Let's take a look at a different group of particles, the leptons. Like quarks, leptons are fundamental
particles, meaning they aren't built up of smaller particles. Also like quarks, there are six different flavors
of leptons (remember, flavor just means different kinds): the electron, the muon and the tau, and their three
corresponding neutrinos: the electron neutrino, the muon neutrino, and the tau neutrino.
Leptons do not carry a color charge. This means that they are not affected by the color force and therefore
don't get glued together into groups: leptons are particles which are a whole on their own, in contrary to
quarks which are always a part of a hadron.

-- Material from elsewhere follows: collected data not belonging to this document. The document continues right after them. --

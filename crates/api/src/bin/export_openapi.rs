// Export OpenAPI specification as JSON
//
// Usage: cargo run --bin export-openapi > openapi.json

use relay_api::openapi::ApiDoc;

fn main() {
    println!("{}", ApiDoc::to_json());
}
// Common DTOs for public API
//
// Every error body has a `message`; validation and internal errors add an
// `error` detail.

use axum::http::StatusCode;
use axum::response::{IntoResponse, Response};
use axum::Json;
use serde::{Deserialize, Serialize};
use utoipa::ToSchema;

/// Standard error response for API endpoints.
#[derive(Debug, Clone, Serialize, Deserialize, ToSchema)]
pub struct ErrorResponse {
    /// Error category ("Validation Error", "Internal Server Error", "Not Found").
    #[schema(example = "Validation Error")]
    pub message: String,
    /// Error detail: a list of field issues for validation errors,
    /// the error text for internal errors.
    #[serde(default, skip_serializing_if = "Option::is_none")]
    #[schema(value_type = Object)]
    pub error: Option<serde_json::Value>,
}

impl ErrorResponse {
    pub fn new(message: impl Into<String>) -> Self {
        Self {
            message: message.into(),
            error: None,
        }
    }

    pub fn with_error(mut self, error: serde_json::Value) -> Self {
        self.error = Some(error);
        self
    }

    /// Convert to axum response tuple
    pub fn into_response(self, status: StatusCode) -> (StatusCode, Json<Self>) {
        (status, Json(self))
    }
}

/// Fallback for unmatched routes and methods
pub async fn handle_not_found() -> Response {
    ErrorResponse::new("Not Found")
        .into_response(StatusCode::NOT_FOUND)
        .into_response()
}
// Error translation for HTTP handlers
// Decision: Caller mistakes are 400 "Validation Error" with itemized issues
// Decision: Everything else collapses to 500 with the error's message text

use axum::http::StatusCode;
use axum::response::{IntoResponse, Response};
use relay_core::RelayError;
use thiserror::Error;

use super::common::ErrorResponse;
use super::validation::{ValidationError, ValidationIssue};

pub const VALIDATION_ERROR_MESSAGE: &str = "Validation Error";
pub const INTERNAL_ERROR_MESSAGE: &str = "Internal Server Error";

/// Error returned by API handlers
#[derive(Debug, Error)]
pub enum ApiError {
    #[error("request failed validation")]
    Validation(Vec<ValidationIssue>),

    #[error(transparent)]
    Relay(#[from] RelayError),
}

impl From<ValidationError> for ApiError {
    fn from(err: ValidationError) -> Self {
        ApiError::Validation(err.0)
    }
}

/// Map a caller-caused relay error onto the request field it came from
fn issue_for(err: &RelayError) -> Option<ValidationIssue> {
    match err {
        RelayError::ToolNotFound(name) => Some(ValidationIssue::new(
            "unknown_tool",
            &["withToolCall", "name"],
            format!("No tool named '{}'", name),
        )),
        RelayError::ToolArguments { message, .. } => Some(ValidationIssue::new(
            "invalid_arguments",
            &["withToolCall", "arguments"],
            message.clone(),
        )),
        _ => None,
    }
}

fn validation_response(issues: Vec<ValidationIssue>) -> Response {
    let detail = serde_json::to_value(issues).unwrap_or_default();
    ErrorResponse::new(VALIDATION_ERROR_MESSAGE)
        .with_error(detail)
        .into_response(StatusCode::BAD_REQUEST)
        .into_response()
}

impl IntoResponse for ApiError {
    fn into_response(self) -> Response {
        match self {
            ApiError::Validation(issues) => validation_response(issues),
            ApiError::Relay(err) => match issue_for(&err) {
                Some(issue) => {
                    tracing::debug!(error = %err, "Rejected tool call");
                    validation_response(vec![issue])
                }
                None => {
                    tracing::error!(error = %err, "Failed to relay message");
                    ErrorResponse::new(INTERNAL_ERROR_MESSAGE)
                        .with_error(serde_json::Value::String(err.to_string()))
                        .into_response(StatusCode::INTERNAL_SERVER_ERROR)
                        .into_response()
                }
            },
        }
    }
}

#[cfg(test)]
mod tests {
    use super::*;
    use http_body_util::BodyExt;
    use serde_json::{json, Value};

    async fn render(err: ApiError) -> (StatusCode, Value) {
        let response = err.into_response();
        let status = response.status();
        let body = response.into_body().collect().await.unwrap().to_bytes();
        (status, serde_json::from_slice(&body).unwrap())
    }

    #[tokio::test]
    async fn test_validation_error_body() {
        let (status, body) = render(ApiError::Validation(vec![ValidationIssue::new(
            "too_small",
            &["userMessage"],
            "String must contain at least 1 character(s)",
        )]))
        .await;

        assert_eq!(status, StatusCode::BAD_REQUEST);
        assert_eq!(body["message"], "Validation Error");
        assert_eq!(body["error"][0]["path"], json!(["userMessage"]));
    }

    #[tokio::test]
    async fn test_argument_error_is_validation_error() {
        let (status, body) =
            render(RelayError::arguments("get_weather", "expected value at line 1").into()).await;

        assert_eq!(status, StatusCode::BAD_REQUEST);
        assert_eq!(body["message"], "Validation Error");
        assert_eq!(body["error"][0]["code"], "invalid_arguments");
        assert_eq!(body["error"][0]["path"], json!(["withToolCall", "arguments"]));
    }

    #[tokio::test]
    async fn test_unknown_tool_is_validation_error() {
        let (status, body) = render(RelayError::ToolNotFound("teleport".into()).into()).await;

        assert_eq!(status, StatusCode::BAD_REQUEST);
        assert_eq!(body["error"][0]["code"], "unknown_tool");
    }

    #[tokio::test]
    async fn test_other_errors_are_internal() {
        for err in [
            RelayError::llm("OpenAI API error (500): boom"),
            RelayError::tool("Weather request failed"),
            RelayError::EmptyCompletion,
        ] {
            let text = err.to_string();
            let (status, body) = render(err.into()).await;
            assert_eq!(status, StatusCode::INTERNAL_SERVER_ERROR);
            assert_eq!(
                body,
                json!({"message": "Internal Server Error", "error": text})
            );
        }
    }
}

However, the various neutrinos don't carry an electric charge either. That means that they don't get affected
by the color force, the nuclear force, nor the electric force. They can fly through huge collections of particles
without interacting with any of them. In fact, zillions of neutrinos fly right through our body all the time and
then they go straight on right through our earth without feeling the slightest thing.
The most important lepton for us is the electron. The electron has a negative electric charge and interacts with
other electrically charged particles like the proton. In fact, the electron and the proton are the only free
standing electrically charged particles that exist for a longer period of time. Knowing that the electron and
proton have opposite charges, and that opposite charges attract, it won't be surprising that electrons and protons
tend to be close together. You can see such a bond, called atom or specifically in this case hydrogen atom, on the right.
Actually, "atom" isn't such a good word for such bond. Atom is a Greek word and means as much as
"undivisible". It got this name because until a little more than 100 years ago, atoms were thought to be undividable.
Then, however, it was found that the hydrogen atom is built up of an electon dancing around a proton, and later,
even worse, that the protons are built up of even smaller particles, the quarks! Today, atoms are split all the time.
Electric current, for one example, is nothing more than a bunch of electrons stolen from their atoms
moving through matter. The word atom stuck
however, and we still use it even though it's slightly outdated.